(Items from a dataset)

┄┄┄┄┄┄

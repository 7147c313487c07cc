pub mod context;
pub mod telemetry;
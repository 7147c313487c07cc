//! Identity of the user attached to a request

use serde::Serialize;

use super::{HelpFlags1, RoleType};

/// Authenticated identity and permission set of the current request
#[derive(Debug, Clone, Default, Serialize)]
#[serde(rename_all = "camelCase")]
pub struct SignedInUser {
    pub user_id: i64,
    pub org_id: i64,
    pub org_name: String,
    pub org_role: RoleType,
    pub login: String,
    pub name: String,
    pub email: String,
    pub is_server_admin: bool,
    pub is_anonymous: bool,
    pub help_flags1: HelpFlags1,
    /// Unix seconds
    pub last_seen_at: i64,
}

impl SignedInUser {
    /// Identity used for requests without credentials when anonymous access is enabled
    pub fn anonymous(org_id: i64, org_name: &str, org_role: RoleType) -> Self {
        Self {
            org_id,
            org_name: org_name.to_string(),
            org_role,
            is_anonymous: true,
            ..Default::default()
        }
    }
}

┄┄┄┄┄┄

■ **Task requirements**
Copy the entries above exactly, leaving none out.

■ **Result of this exercise**
repository 7147c313487c07cc
pub mod context;
pub mod telemetry;
repository 7147c313487c07cc
//! Identity of the user attached to a request

use serde::Serialize;

use super::{HelpFlags1, RoleType};

/// Authenticated identity and permission set of the current request
#[derive(Debug, Clone, Default, Serialize)]
#[serde(rename_all = "camelCase")]
pub struct SignedInUser {
    pub user_id: i64,
    pub org_id: i64,
    pub org_name: String,
    pub org_role: RoleType,
    pub login: String,
    pub name: String,
    pub email: String,
    pub is_server_admin: bool,
    pub is_anonymous: bool,
    pub help_flags1: HelpFlags1,
    /// Unix seconds
    pub last_seen_at: i64,
}

impl SignedInUser {
    /// Identity used for requests without credentials when anonymous access is enabled
    pub fn anonymous(org_id: i64, org_name: &str, org_role: RoleType) -> Self {
        Self {
            org_id,
            org_name: org_name.to_string(),
            org_role,
            is_anonymous: true,
            ..Default::default()
        }
    }
}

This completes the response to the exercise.